_Brief_. From the entries that follow, pick out all lines holding "core".

──────── Data under study ────────

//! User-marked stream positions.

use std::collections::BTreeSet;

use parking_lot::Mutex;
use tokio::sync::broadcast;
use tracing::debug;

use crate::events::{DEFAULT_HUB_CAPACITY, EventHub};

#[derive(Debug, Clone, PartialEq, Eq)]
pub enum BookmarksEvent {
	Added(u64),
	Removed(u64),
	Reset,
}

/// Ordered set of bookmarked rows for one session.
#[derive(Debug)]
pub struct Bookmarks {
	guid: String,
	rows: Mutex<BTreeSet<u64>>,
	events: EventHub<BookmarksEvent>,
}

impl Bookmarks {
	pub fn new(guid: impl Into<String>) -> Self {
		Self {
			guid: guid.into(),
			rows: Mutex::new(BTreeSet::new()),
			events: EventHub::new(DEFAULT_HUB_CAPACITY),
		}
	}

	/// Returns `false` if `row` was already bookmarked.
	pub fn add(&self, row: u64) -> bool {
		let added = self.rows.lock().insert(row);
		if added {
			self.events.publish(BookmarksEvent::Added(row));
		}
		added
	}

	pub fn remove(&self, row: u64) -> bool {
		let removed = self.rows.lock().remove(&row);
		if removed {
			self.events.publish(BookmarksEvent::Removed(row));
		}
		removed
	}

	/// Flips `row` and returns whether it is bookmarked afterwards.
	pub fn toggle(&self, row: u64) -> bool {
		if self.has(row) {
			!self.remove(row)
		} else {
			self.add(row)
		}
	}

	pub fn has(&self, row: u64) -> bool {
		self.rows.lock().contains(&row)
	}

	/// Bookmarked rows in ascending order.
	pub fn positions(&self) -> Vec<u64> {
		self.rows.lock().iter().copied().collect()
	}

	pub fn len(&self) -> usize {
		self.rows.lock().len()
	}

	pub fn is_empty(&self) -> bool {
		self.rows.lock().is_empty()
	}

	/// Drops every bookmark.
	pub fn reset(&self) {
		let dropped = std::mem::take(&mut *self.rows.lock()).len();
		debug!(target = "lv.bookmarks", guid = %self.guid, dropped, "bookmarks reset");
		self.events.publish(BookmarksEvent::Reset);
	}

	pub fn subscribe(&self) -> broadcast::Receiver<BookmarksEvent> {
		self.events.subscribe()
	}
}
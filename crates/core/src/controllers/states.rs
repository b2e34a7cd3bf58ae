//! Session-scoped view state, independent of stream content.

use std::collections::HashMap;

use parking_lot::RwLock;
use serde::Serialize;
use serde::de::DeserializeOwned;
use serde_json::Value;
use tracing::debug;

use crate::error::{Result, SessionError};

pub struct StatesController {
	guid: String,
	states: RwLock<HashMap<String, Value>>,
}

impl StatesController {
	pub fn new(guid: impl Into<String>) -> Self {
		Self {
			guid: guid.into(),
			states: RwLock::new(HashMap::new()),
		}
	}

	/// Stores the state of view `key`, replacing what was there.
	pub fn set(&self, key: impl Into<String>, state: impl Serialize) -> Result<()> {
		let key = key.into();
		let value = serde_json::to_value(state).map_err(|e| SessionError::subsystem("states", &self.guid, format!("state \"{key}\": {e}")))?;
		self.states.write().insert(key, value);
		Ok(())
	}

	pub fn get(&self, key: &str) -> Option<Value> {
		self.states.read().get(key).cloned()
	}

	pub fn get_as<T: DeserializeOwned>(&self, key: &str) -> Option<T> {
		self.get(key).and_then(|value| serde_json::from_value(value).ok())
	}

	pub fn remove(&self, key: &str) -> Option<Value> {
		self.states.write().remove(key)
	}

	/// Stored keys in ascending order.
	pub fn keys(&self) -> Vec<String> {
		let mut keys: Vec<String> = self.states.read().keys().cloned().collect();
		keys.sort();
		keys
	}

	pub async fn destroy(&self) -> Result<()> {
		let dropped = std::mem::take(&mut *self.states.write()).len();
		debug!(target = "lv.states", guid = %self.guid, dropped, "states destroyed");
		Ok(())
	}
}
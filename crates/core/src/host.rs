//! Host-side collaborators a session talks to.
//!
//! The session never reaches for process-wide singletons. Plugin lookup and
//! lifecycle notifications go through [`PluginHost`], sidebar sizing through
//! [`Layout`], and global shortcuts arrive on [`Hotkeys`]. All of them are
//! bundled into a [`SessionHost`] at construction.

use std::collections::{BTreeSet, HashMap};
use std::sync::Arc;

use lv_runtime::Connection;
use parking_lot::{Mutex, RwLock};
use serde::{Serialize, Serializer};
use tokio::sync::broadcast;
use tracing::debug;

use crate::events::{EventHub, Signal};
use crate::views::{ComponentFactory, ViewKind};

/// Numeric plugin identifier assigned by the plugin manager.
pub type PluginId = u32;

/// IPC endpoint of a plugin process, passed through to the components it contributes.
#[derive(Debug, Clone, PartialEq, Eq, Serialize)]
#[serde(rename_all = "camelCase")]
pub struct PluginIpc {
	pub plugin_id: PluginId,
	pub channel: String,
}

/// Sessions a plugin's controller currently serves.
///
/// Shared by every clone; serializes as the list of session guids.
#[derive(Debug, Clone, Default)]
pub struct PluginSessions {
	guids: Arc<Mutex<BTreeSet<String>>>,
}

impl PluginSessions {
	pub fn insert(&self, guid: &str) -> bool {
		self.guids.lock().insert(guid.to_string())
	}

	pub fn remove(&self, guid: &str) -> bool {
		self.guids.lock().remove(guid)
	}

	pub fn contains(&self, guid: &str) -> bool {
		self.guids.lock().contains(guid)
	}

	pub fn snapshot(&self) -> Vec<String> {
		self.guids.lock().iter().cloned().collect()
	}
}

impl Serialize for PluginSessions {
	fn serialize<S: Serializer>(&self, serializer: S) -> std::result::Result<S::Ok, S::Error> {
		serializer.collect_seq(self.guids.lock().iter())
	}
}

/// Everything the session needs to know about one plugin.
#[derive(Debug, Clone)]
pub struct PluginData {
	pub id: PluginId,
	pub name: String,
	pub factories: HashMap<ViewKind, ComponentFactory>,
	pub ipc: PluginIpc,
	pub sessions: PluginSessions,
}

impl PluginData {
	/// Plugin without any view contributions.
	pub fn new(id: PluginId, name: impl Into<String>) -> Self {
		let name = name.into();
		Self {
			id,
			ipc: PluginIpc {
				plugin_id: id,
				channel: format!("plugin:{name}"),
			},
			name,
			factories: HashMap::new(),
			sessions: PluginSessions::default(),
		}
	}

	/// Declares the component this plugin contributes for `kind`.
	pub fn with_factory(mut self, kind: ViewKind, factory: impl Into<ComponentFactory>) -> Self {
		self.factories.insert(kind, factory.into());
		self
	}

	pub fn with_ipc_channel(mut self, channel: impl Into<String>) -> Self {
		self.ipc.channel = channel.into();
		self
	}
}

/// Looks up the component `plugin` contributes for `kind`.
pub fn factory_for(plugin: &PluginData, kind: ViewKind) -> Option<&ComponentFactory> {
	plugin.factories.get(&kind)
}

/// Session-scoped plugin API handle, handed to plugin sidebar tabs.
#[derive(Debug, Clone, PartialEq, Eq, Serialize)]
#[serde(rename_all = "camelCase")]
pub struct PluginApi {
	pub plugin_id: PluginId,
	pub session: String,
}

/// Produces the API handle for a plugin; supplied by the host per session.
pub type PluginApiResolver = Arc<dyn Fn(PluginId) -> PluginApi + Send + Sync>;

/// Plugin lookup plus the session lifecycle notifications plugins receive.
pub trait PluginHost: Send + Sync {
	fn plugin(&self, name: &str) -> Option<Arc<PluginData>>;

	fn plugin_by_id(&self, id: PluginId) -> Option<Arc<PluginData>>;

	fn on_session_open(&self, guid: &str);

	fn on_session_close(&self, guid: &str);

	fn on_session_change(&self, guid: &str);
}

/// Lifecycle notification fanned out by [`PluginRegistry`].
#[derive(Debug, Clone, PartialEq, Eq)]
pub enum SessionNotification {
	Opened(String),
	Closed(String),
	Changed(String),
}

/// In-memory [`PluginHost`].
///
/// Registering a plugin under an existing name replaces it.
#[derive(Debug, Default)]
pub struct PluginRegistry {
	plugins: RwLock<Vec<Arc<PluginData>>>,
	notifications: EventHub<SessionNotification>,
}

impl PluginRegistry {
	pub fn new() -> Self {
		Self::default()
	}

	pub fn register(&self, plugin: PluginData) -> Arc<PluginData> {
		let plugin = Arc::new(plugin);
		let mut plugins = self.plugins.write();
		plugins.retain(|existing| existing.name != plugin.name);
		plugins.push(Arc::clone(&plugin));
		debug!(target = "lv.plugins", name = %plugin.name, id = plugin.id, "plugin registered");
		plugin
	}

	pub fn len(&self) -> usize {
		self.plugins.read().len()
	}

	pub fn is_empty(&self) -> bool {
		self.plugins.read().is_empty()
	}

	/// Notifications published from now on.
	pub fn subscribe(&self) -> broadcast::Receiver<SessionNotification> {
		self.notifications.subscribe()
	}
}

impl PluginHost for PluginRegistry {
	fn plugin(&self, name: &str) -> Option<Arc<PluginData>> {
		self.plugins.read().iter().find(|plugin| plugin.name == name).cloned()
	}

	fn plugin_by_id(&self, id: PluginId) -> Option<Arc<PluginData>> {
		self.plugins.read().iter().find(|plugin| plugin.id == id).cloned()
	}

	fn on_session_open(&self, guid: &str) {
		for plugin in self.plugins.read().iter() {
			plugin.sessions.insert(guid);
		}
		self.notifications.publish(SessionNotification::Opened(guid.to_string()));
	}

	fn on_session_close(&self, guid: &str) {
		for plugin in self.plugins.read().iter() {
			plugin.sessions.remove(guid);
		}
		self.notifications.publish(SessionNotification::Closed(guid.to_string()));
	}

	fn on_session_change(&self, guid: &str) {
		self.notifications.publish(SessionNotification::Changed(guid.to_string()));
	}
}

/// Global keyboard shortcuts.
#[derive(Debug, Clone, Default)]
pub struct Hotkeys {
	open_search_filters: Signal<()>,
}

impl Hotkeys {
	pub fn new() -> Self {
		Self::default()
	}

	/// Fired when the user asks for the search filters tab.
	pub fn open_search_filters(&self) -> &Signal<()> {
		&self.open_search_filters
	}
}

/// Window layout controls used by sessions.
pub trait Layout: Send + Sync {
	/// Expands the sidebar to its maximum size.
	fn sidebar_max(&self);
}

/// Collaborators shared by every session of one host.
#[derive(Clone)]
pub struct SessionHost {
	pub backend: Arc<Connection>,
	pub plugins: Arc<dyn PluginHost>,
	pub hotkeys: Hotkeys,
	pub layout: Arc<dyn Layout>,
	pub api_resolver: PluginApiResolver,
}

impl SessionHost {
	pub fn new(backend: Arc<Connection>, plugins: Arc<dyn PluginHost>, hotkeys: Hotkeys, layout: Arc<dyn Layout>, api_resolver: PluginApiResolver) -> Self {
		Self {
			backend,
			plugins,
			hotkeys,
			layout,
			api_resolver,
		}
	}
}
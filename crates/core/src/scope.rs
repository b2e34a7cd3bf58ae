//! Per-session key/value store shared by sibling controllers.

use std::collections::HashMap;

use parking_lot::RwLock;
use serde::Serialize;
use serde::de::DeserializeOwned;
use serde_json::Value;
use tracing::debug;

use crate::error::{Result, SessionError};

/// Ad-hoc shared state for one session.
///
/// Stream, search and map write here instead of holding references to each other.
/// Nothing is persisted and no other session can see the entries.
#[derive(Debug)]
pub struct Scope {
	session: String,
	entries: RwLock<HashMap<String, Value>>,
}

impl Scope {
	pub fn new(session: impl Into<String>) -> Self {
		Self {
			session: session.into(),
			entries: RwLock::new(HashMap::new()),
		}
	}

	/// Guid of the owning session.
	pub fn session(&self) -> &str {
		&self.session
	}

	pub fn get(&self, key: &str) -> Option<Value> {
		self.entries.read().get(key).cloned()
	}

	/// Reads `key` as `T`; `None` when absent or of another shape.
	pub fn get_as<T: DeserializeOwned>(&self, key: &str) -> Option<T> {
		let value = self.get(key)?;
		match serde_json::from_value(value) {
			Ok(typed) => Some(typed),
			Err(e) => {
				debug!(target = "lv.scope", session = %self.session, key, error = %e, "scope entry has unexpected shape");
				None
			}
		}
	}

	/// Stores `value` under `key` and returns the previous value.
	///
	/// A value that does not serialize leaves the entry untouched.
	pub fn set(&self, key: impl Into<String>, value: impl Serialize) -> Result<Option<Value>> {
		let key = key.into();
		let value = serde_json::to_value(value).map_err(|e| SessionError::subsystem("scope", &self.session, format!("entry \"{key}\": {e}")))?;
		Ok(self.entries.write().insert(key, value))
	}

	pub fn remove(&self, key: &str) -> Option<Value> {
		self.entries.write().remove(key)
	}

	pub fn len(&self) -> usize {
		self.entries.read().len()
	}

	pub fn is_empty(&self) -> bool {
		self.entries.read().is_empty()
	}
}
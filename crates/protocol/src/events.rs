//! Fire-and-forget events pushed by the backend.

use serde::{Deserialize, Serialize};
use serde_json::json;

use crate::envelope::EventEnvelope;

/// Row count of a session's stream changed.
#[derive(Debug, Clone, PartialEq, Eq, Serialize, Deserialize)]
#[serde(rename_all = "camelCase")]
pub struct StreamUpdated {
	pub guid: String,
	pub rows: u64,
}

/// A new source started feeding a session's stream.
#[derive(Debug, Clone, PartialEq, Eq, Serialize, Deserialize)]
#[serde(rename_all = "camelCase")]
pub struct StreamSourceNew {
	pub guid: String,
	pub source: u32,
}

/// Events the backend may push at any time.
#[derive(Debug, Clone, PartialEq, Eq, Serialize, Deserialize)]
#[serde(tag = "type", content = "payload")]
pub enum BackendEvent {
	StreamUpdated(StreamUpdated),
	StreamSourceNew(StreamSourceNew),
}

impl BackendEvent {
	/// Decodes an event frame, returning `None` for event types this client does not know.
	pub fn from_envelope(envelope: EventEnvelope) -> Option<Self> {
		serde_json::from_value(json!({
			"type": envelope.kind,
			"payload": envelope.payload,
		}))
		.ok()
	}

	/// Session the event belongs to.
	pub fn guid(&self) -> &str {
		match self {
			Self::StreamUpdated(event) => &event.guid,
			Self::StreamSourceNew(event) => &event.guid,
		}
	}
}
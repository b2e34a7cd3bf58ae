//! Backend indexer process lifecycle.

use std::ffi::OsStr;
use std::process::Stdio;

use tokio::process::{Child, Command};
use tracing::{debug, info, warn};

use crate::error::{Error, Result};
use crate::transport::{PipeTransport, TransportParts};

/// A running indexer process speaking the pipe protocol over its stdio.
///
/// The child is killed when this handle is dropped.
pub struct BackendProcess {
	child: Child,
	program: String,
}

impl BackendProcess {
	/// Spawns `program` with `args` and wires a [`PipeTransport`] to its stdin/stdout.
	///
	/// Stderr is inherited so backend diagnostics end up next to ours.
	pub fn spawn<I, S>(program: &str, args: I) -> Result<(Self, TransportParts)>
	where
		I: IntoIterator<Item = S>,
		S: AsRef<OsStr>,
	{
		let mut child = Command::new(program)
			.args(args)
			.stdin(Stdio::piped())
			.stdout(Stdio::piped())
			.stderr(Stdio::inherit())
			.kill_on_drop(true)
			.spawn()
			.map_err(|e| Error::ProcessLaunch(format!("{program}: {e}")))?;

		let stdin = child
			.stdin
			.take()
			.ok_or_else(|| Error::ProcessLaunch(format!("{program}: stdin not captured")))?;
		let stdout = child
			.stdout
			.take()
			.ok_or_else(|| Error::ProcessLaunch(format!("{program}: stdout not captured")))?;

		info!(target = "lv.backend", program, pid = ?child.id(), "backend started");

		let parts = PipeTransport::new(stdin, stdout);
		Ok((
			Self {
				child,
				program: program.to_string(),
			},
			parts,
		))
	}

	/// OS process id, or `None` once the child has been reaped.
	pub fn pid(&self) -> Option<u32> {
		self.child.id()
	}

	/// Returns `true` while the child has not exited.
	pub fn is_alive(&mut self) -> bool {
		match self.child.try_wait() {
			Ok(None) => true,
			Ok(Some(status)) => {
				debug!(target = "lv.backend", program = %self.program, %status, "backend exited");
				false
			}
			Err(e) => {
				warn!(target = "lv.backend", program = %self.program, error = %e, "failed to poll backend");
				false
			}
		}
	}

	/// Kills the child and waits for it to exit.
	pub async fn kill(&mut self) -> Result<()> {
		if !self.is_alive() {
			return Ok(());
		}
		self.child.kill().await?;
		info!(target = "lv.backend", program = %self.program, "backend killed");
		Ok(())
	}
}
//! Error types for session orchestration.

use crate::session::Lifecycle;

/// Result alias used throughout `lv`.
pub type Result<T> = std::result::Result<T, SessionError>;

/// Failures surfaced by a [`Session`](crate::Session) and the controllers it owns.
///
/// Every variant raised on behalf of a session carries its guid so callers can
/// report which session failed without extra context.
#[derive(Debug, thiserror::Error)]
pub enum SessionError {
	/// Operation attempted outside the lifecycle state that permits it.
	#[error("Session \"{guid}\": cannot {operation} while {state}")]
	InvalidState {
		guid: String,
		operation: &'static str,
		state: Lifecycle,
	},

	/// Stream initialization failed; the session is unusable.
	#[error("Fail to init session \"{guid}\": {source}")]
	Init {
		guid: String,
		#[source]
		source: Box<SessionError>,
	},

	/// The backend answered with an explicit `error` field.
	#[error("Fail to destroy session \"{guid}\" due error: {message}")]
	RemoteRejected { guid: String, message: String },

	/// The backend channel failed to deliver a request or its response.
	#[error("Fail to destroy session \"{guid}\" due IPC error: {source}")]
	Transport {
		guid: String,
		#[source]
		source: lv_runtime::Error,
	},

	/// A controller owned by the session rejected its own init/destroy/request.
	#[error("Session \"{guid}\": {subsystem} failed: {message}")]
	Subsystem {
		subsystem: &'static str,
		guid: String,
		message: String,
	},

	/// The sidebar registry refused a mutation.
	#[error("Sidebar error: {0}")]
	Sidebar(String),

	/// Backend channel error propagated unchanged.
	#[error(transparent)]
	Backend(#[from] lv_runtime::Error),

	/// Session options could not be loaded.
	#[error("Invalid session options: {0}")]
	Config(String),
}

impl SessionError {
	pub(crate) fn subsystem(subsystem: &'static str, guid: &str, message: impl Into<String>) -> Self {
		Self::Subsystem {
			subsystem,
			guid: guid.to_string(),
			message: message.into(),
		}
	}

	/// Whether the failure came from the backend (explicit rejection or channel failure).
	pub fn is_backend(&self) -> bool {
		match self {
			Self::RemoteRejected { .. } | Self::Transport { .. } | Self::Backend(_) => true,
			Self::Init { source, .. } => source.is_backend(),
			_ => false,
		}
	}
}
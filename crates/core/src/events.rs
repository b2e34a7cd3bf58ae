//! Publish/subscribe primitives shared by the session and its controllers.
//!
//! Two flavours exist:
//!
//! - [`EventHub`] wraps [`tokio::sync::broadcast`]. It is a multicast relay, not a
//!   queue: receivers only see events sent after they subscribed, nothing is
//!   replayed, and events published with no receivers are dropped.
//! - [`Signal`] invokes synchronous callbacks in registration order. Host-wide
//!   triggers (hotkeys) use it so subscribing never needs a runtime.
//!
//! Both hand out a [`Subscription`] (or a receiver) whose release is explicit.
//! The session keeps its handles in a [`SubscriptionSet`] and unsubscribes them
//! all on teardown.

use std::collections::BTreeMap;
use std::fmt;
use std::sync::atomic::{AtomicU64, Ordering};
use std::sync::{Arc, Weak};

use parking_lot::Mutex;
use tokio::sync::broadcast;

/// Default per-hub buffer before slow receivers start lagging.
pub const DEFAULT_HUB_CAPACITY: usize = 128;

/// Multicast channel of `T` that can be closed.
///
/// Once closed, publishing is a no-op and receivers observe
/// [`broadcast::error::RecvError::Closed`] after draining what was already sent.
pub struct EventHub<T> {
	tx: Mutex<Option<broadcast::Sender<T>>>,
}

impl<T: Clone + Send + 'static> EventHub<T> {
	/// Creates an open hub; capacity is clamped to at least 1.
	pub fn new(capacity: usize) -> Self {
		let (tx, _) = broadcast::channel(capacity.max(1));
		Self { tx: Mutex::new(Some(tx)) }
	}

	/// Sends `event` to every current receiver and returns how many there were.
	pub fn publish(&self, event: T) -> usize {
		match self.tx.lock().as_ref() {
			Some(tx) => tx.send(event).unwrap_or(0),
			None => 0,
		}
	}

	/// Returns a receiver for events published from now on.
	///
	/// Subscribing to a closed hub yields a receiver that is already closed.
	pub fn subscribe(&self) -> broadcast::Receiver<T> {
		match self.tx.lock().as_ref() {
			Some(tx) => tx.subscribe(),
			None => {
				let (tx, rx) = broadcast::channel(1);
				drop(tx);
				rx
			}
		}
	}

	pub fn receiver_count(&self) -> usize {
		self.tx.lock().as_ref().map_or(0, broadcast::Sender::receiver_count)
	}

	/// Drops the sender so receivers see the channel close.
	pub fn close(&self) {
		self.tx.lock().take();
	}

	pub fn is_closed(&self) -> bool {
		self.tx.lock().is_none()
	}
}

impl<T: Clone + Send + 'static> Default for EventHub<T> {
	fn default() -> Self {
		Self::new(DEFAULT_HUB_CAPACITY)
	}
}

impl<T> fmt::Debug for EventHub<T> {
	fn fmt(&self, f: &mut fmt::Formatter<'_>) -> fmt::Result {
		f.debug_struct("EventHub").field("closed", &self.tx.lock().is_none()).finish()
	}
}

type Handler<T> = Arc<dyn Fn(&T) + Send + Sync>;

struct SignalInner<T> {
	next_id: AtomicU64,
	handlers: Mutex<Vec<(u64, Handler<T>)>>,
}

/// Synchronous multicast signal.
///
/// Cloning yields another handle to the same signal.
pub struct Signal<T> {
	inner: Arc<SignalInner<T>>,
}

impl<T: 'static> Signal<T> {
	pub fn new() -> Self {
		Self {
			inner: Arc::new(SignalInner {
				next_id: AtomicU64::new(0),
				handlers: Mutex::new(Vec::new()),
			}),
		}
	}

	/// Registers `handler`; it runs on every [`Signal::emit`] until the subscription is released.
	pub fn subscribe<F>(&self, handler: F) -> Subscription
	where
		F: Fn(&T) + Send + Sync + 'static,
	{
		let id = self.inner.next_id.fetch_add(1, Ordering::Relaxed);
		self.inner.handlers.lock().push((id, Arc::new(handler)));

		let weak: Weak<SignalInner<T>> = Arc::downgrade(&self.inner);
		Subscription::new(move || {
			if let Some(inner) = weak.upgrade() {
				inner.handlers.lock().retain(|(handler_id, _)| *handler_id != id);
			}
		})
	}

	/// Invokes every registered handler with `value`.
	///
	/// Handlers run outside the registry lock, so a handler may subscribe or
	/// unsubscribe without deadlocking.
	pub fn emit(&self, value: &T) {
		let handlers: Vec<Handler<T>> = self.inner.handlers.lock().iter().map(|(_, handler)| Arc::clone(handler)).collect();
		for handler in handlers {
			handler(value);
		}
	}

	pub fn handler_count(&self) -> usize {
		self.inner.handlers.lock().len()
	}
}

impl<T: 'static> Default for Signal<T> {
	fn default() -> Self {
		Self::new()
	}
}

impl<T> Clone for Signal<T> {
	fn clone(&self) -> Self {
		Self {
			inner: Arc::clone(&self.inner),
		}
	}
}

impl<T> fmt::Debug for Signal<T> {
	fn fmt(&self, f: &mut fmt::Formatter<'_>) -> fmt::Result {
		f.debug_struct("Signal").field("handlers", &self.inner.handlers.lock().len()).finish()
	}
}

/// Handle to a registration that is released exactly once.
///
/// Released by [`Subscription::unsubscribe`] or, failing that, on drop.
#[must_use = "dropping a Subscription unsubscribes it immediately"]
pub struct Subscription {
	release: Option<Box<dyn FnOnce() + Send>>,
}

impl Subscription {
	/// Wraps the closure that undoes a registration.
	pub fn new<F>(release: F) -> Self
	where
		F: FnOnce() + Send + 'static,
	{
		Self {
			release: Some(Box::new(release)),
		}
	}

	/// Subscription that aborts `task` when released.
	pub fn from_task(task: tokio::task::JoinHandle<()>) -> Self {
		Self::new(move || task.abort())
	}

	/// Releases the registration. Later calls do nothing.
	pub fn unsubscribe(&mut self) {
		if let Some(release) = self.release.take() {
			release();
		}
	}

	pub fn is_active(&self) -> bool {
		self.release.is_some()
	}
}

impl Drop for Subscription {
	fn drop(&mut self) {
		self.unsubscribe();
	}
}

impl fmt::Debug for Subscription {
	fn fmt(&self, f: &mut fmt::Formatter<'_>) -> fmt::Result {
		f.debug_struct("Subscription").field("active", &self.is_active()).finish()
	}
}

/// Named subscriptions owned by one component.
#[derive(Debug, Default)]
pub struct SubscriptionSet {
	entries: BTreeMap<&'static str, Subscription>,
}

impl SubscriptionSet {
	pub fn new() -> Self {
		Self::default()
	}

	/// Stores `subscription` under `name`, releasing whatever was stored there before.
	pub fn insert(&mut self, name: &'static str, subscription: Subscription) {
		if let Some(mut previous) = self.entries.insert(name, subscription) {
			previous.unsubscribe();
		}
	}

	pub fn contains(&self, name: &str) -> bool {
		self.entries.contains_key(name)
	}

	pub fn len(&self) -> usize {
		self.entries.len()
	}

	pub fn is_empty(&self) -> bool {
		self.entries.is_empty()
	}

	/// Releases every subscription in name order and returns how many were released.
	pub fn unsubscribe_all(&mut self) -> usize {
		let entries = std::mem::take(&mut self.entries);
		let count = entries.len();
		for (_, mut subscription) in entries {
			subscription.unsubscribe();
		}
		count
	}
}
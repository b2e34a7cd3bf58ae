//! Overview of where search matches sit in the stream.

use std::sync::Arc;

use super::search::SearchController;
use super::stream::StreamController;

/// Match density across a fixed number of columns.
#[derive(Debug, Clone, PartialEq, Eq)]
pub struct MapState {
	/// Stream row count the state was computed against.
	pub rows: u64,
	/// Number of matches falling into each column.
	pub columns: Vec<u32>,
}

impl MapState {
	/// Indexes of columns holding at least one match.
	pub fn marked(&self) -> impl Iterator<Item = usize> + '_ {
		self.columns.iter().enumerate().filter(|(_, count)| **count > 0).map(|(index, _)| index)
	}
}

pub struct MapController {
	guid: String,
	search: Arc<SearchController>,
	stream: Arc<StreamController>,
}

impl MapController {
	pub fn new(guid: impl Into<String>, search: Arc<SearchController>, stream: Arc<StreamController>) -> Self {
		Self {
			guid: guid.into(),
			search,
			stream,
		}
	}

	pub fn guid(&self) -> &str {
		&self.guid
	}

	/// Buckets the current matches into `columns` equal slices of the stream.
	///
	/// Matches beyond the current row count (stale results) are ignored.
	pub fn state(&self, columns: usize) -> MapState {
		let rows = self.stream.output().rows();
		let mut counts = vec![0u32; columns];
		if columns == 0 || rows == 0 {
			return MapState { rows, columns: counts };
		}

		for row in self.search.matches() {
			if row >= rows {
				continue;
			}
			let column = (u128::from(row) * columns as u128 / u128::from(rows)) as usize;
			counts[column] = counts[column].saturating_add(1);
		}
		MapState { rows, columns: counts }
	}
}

────────

_Solution to the exercise_.
filename crates/core/src/controllers/states.rs
filename crates/core/src/host.rs
filename crates/core/src/scope.rs
filename crates/core/src/events.rs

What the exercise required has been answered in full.